On the other hand, I've had a crash course in feminine discourse of late. I hardly ever leave the safety of my cave and now I recall why. Four out of five times much of the gnashing of teeth that goes on among women is over a guy. A guy dates all but rather than call him on his bullshit women will snatch each other's hair out over the thing like the guy was stolen. Rule number one: men go on their own, they are never stolen. Rule number two: any woman who 'steals' a man away has done you a favor and if there is any loss to be handed out it naturally goes to the other woman as part of her prize. In short I don't think overall that men are the source of all our problems but when they are, they shouldn't be. 

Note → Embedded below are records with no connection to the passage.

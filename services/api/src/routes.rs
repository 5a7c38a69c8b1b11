use crate::infra::AppState;
use crate::views::{
    render_entity_page, render_error_page, render_index, render_reference_page, PageTemplate,
};
use ats_dashboard::error::AppError;
use ats_dashboard::pages::{ActionRequest, FormFields, PageAction, PageError, PageQuery};
use ats_dashboard::records::{Recruiter, Submission};
use axum::extract::Query;
use axum::http::{header, StatusCode};
use axum::response::{Html, IntoResponse, Redirect, Response};
use axum::routing::{get, post};
use axum::{Extension, Form, Json, Router};
use serde::Deserialize;
use serde_json::json;
use tracing::{error, warn};
use url::form_urlencoded;

/// Query string shared by the entity pages.
#[derive(Debug, Default, Deserialize)]
pub(crate) struct PageParams {
    #[serde(default)]
    pub(crate) search: String,
    #[serde(default)]
    pub(crate) action: Option<String>,
    #[serde(default)]
    pub(crate) selected: Option<String>,
    #[serde(default)]
    pub(crate) notice: Option<String>,
}

impl PageParams {
    fn page_query(&self) -> Result<PageQuery, PageError> {
        let action = match self.action.as_deref().map(str::trim) {
            None | Some("") => PageAction::default(),
            Some(raw) => raw.parse()?,
        };
        // The selector placeholder submits no usable identifier.
        let selected = self
            .selected
            .as_deref()
            .and_then(|raw| raw.trim().parse().ok());

        Ok(PageQuery {
            search: self.search.clone(),
            action,
            selected,
        })
    }
}

#[derive(Debug, Default, Deserialize)]
pub(crate) struct SearchParams {
    #[serde(default)]
    pub(crate) search: String,
}

pub(crate) fn router(state: AppState) -> Router {
    let router = Router::new()
        .route("/", get(index_page))
        .route("/health", get(healthcheck))
        .route("/ready", get(readiness_endpoint))
        .route("/metrics", get(metrics_endpoint))
        .route("/job-requirements", get(job_requirements_page));

    let router = entity_routes::<Recruiter>(router);
    entity_routes::<Submission>(router).layer(Extension(state))
}

fn entity_routes<R: PageTemplate>(router: Router) -> Router {
    router
        .route(R::PATH, get(entity_page::<R>))
        .route(R::EDIT_PATH, post(edit_action::<R>))
        .route(R::ADD_PATH, post(add_action::<R>))
        .route(R::REMOVE_PATH, post(remove_action::<R>))
}

pub(crate) async fn healthcheck() -> Json<serde_json::Value> {
    Json(json!({ "status": "ok" }))
}

pub(crate) async fn readiness_endpoint(Extension(state): Extension<AppState>) -> impl IntoResponse {
    let ready = state.readiness.load(std::sync::atomic::Ordering::Relaxed);
    let status = if ready {
        StatusCode::OK
    } else {
        StatusCode::SERVICE_UNAVAILABLE
    };

    let payload = if ready {
        json!({ "status": "ready" })
    } else {
        json!({ "status": "initializing" })
    };

    (status, Json(payload))
}

pub(crate) async fn metrics_endpoint(Extension(state): Extension<AppState>) -> impl IntoResponse {
    (
        StatusCode::OK,
        [(header::CONTENT_TYPE, "text/plain; version=0.0.4")],
        state.metrics.render(),
    )
}

async fn index_page() -> Response {
    match render_index() {
        Ok(html) => Html(html).into_response(),
        Err(err) => error_page(AppError::from(err), "/"),
    }
}

async fn entity_page<R: PageTemplate>(
    Extension(state): Extension<AppState>,
    Query(params): Query<PageParams>,
) -> Response {
    match render_entity::<R>(&state, &params).await {
        Ok(html) => Html(html).into_response(),
        Err(err) => error_page(err, R::PATH),
    }
}

async fn render_entity<R: PageTemplate>(
    state: &AppState,
    params: &PageParams,
) -> Result<String, AppError> {
    let query = params.page_query()?;
    let view = state.page::<R>().view(&query).await?;
    Ok(render_entity_page(&view, params.notice.as_deref())?)
}

async fn job_requirements_page(
    Extension(state): Extension<AppState>,
    Query(params): Query<SearchParams>,
) -> Response {
    let rendered = match state.job_requirements().view(&params.search).await {
        Ok(view) => render_reference_page(&view).map_err(AppError::from),
        Err(err) => Err(AppError::from(err)),
    };

    match rendered {
        Ok(html) => Html(html).into_response(),
        Err(err) => error_page(err, "/job-requirements"),
    }
}

async fn edit_action<R: PageTemplate>(
    Extension(state): Extension<AppState>,
    Form(pairs): Form<Vec<(String, String)>>,
) -> Response {
    submit_action::<R>(state, PageAction::Edit, pairs).await
}

async fn add_action<R: PageTemplate>(
    Extension(state): Extension<AppState>,
    Form(pairs): Form<Vec<(String, String)>>,
) -> Response {
    submit_action::<R>(state, PageAction::Add, pairs).await
}

async fn remove_action<R: PageTemplate>(
    Extension(state): Extension<AppState>,
    Form(pairs): Form<Vec<(String, String)>>,
) -> Response {
    submit_action::<R>(state, PageAction::Remove, pairs).await
}

async fn submit_action<R: PageTemplate>(
    state: AppState,
    action: PageAction,
    pairs: Vec<(String, String)>,
) -> Response {
    let fields = FormFields::new(pairs);
    let search = fields.text("search");

    let result = match ActionRequest::<R>::from_form(action, &fields) {
        Ok(request) => state.page::<R>().submit(request).await,
        Err(err) => Err(err),
    };

    match result {
        Ok(outcome) => {
            Redirect::to(&page_location(R::PATH, &search, &outcome.message)).into_response()
        }
        Err(err) => error_page(AppError::from(err), R::PATH),
    }
}

fn page_location(path: &str, search: &str, notice: &str) -> String {
    let query = form_urlencoded::Serializer::new(String::new())
        .append_pair("search", search)
        .append_pair("notice", notice)
        .finish();
    format!("{path}?{query}")
}

fn error_page(err: AppError, back: &str) -> Response {
    let status = err.status();
    if status.is_server_error() {
        error!(error = %err, "request failed");
    } else {
        warn!(error = %err, status = status.as_u16(), "request rejected");
    }

    let html = render_error_page(status, &err.to_string(), back);
    (status, Html(html)).into_response()
}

That fifth incident of teeth gnashing often occurs due to jealousy, be it professional or personal. I've seen women hate on another woman for no good reason. It's not because the woman has wronged them in some way or visits evil upon the world. It's usually for inert reasons. She's attractive, young, enormously successful at something, outgoing, fashionable, talented, she married well, was born in to wealth or some such thing. In many cases the woman goes way out of her way to be nice and gain favor but most times it's to no avail. Hackles are immediately raised and the woman is hated just because. It is a competative thing and the very definition of the word "catty" in my view. And sorry fellas, this isn't about you either. It's a natural pecking order, a hunter's instinct if you will, and unfortunately it seems many women never outgrow it. It may be a saner state all around for women to just accept the hate as their due and view it as a compliment. Be emboldened to live your life fiercely and cultivate a glorious roar.


----------



## toni (Oct 22, 2009)

Great topic!

Anyone who knows me, knows I LOVE gossip. It is one of my favorite hobbies. I enjoy it so much, I will listen to gossip about people I don't even know. For me, it is the WOW factor. Kind of like watching America's funniest home videos. 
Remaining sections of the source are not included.